* PROBLEM STATEMENT:
Restate the opening lines of the material below word for word, stopping after the line that contains "let count = samples.len();".

* SOURCE MATERIAL:
BEGIN

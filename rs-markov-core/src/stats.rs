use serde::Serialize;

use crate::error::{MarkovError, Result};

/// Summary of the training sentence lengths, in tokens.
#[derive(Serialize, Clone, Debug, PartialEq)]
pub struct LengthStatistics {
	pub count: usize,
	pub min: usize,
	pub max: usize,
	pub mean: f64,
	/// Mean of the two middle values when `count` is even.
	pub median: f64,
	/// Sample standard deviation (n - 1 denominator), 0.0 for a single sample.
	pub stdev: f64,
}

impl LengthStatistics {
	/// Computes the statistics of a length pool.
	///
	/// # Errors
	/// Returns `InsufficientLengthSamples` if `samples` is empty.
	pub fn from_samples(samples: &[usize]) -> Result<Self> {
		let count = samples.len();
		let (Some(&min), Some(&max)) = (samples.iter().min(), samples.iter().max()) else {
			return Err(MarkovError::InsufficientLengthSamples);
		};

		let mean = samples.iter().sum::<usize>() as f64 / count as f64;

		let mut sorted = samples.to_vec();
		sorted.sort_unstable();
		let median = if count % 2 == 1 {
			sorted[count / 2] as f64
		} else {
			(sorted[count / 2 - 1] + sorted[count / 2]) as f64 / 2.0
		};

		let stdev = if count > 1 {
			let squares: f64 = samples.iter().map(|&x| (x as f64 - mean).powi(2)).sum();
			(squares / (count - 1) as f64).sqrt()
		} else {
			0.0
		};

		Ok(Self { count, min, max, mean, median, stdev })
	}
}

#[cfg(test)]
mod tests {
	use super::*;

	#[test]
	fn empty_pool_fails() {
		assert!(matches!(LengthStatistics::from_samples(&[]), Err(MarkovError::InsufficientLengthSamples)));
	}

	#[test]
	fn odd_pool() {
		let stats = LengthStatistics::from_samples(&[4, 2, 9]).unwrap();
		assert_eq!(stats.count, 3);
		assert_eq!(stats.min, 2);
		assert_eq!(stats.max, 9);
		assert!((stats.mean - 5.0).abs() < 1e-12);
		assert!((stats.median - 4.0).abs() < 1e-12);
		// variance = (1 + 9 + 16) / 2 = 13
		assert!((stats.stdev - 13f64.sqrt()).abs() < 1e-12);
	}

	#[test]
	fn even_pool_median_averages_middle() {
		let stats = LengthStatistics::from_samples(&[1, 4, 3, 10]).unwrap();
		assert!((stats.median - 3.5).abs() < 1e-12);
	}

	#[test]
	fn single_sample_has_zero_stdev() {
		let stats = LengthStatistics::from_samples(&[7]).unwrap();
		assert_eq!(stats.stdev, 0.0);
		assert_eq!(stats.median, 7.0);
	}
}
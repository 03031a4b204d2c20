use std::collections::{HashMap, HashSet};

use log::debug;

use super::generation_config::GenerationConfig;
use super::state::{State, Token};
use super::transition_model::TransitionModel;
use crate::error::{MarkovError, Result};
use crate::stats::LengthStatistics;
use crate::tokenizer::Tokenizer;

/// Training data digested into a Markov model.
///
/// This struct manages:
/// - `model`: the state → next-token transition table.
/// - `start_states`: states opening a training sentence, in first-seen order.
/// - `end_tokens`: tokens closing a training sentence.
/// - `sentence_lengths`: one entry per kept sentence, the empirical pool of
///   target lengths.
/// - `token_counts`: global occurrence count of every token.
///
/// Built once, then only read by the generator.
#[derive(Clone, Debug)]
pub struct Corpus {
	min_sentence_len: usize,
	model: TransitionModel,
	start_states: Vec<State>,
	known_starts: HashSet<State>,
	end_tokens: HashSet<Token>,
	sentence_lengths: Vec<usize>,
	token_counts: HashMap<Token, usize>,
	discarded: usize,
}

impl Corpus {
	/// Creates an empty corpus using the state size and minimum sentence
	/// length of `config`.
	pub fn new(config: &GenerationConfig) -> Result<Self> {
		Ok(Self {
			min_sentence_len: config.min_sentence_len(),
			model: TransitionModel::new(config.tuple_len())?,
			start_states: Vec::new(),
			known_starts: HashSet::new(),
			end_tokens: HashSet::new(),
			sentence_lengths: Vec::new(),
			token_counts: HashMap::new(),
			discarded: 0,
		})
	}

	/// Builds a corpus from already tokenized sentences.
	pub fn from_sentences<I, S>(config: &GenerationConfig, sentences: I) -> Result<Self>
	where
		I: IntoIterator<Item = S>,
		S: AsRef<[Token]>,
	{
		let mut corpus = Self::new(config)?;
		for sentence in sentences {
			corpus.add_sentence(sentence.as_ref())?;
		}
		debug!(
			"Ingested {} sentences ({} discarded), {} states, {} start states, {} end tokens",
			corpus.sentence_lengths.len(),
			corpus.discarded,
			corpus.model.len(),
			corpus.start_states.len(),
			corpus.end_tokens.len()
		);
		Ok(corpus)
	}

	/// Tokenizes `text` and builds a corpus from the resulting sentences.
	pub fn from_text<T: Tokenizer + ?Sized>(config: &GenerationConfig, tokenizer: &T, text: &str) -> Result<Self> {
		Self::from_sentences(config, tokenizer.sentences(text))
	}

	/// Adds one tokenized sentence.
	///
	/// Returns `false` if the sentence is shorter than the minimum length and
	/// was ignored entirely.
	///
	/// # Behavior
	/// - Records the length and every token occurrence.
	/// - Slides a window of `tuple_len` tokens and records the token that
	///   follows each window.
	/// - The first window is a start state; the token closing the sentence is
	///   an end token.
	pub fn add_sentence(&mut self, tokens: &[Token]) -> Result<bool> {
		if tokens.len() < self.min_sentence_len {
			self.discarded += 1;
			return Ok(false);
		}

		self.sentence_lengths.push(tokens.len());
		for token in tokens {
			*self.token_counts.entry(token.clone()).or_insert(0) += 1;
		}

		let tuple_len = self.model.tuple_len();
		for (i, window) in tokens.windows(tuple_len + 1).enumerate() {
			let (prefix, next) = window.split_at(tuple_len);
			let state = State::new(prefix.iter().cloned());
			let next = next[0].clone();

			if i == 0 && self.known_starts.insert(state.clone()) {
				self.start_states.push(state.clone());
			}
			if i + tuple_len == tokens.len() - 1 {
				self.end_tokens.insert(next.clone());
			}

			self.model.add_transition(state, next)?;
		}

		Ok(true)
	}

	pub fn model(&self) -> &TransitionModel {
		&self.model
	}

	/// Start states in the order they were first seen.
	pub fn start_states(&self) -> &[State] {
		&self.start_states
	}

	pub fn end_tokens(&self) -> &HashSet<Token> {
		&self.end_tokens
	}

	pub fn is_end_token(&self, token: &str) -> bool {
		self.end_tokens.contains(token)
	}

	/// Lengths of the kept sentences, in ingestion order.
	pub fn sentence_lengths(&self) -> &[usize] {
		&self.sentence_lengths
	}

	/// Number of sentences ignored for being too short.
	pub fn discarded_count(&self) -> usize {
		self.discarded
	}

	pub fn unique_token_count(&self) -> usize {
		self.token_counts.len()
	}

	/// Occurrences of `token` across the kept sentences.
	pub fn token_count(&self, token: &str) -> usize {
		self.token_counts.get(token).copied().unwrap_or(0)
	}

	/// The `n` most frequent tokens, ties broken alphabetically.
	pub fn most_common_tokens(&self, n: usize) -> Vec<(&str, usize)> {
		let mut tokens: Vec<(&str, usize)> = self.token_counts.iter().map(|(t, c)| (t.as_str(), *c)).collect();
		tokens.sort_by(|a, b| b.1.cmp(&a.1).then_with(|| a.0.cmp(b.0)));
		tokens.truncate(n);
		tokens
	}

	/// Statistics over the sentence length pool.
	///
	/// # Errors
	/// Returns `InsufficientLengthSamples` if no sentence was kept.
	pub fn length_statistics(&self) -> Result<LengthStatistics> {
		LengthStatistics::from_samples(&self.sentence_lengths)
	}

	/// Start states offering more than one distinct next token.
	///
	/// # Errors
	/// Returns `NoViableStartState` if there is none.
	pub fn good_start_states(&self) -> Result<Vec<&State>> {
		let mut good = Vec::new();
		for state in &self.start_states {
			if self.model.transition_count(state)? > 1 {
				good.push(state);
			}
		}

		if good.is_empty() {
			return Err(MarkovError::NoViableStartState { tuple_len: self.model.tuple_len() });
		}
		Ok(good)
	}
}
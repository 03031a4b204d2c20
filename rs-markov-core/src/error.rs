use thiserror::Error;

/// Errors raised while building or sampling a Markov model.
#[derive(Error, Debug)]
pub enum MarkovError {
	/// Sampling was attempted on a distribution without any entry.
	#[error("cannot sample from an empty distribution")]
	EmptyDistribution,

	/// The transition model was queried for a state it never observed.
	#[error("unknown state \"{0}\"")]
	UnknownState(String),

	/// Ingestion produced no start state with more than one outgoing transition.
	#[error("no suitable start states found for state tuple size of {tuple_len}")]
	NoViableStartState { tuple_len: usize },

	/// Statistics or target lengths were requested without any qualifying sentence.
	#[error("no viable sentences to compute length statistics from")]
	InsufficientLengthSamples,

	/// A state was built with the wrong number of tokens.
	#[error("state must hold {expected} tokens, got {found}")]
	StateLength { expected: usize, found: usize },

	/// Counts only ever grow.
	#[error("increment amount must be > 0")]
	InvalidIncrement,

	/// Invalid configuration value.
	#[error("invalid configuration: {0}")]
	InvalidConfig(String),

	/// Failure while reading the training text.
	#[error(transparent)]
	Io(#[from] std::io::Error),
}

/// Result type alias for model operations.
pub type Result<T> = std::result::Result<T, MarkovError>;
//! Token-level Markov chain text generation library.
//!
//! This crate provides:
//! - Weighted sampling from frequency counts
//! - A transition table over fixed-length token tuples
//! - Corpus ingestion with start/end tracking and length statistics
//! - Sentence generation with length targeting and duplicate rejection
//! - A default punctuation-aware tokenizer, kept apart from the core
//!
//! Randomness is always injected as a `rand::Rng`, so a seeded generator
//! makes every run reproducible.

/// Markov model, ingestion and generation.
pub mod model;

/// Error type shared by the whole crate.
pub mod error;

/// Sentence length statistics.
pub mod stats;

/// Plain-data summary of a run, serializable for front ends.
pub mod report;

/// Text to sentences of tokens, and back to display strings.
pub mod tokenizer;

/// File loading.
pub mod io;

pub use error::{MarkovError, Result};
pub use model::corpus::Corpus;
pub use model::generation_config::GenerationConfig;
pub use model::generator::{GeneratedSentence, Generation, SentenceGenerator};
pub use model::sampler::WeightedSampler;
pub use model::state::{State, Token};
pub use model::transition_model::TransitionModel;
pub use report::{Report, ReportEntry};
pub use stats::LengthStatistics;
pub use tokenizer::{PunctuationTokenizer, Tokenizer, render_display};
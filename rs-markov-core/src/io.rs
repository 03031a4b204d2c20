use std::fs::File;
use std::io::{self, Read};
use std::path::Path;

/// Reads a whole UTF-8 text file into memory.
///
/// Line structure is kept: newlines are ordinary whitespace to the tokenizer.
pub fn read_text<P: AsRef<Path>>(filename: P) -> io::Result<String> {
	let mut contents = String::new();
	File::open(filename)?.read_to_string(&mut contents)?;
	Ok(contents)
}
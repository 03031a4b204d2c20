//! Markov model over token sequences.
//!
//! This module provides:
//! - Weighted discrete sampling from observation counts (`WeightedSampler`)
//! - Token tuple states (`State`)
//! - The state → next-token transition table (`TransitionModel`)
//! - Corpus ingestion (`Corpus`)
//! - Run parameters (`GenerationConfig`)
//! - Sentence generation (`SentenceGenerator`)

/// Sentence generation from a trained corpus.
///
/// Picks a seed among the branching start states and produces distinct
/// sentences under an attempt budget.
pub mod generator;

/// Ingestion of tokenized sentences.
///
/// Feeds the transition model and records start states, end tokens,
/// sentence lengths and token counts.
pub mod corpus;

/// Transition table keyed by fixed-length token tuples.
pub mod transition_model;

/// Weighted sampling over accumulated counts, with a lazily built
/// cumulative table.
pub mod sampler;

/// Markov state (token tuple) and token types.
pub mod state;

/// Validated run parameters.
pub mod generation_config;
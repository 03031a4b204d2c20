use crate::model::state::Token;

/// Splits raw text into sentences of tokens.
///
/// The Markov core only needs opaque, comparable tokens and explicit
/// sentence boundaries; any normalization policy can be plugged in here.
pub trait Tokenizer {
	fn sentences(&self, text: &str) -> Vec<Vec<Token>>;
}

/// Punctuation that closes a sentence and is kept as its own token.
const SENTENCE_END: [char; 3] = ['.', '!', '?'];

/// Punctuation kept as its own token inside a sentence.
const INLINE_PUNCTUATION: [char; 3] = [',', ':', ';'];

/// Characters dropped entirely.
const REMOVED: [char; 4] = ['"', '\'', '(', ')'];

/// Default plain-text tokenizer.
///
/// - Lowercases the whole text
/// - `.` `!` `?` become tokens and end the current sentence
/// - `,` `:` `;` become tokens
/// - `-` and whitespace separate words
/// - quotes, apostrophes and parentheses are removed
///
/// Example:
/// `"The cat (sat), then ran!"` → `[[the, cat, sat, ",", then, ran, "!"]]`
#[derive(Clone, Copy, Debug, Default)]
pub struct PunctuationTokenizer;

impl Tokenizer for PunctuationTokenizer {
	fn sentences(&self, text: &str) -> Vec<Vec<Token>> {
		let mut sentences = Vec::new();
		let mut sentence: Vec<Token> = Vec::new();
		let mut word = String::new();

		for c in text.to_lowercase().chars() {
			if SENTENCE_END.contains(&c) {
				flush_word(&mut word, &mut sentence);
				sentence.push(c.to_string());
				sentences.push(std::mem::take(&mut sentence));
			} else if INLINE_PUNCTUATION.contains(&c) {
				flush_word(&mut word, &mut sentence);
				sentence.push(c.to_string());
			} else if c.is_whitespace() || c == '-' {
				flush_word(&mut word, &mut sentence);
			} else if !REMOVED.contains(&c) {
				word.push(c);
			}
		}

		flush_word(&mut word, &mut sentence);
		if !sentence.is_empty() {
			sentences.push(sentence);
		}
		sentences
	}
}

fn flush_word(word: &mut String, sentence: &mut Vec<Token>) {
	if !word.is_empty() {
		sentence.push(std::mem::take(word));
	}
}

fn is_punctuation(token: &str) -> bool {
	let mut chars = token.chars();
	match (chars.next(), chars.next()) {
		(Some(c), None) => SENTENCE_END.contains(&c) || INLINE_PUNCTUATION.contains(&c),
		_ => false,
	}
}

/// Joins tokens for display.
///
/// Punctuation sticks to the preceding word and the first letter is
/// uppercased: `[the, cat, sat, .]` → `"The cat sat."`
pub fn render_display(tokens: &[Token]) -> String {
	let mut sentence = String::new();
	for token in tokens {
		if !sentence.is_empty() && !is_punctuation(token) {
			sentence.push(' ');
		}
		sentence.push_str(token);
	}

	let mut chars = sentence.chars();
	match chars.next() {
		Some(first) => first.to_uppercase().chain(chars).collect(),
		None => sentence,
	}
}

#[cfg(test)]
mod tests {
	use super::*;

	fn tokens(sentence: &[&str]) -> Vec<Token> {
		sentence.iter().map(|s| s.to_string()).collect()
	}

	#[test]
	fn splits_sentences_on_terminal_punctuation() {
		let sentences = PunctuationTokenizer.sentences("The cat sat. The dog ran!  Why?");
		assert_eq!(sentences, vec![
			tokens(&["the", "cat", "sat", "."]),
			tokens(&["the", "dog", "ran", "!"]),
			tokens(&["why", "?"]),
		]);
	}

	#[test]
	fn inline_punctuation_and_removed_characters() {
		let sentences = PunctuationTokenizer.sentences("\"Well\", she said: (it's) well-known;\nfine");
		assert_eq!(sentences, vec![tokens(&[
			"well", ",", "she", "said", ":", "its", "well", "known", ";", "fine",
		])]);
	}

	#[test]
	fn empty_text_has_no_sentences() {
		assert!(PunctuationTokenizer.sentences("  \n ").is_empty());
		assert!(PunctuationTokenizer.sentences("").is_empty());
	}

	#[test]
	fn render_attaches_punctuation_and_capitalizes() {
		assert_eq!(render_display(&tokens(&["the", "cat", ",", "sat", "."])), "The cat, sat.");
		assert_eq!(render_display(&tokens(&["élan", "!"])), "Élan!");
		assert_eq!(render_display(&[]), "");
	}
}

END

* RESPONSE:
filename rs-markov-core/src/stats.rs
use serde::Serialize;

use crate::error::{MarkovError, Result};

/// Summary of the training sentence lengths, in tokens.
#[derive(Serialize, Clone, Debug, PartialEq)]
pub struct LengthStatistics {
	pub count: usize,
	pub min: usize,
	pub max: usize,
	pub mean: f64,
	/// Mean of the two middle values when `count` is even.
	pub median: f64,
	/// Sample standard deviation (n - 1 denominator), 0.0 for a single sample.
	pub stdev: f64,
}

impl LengthStatistics {
	/// Computes the statistics of a length pool.
	///
	/// # Errors
	/// Returns `InsufficientLengthSamples` if `samples` is empty.
	pub fn from_samples(samples: &[usize]) -> Result<Self> {
		let count = samples.len();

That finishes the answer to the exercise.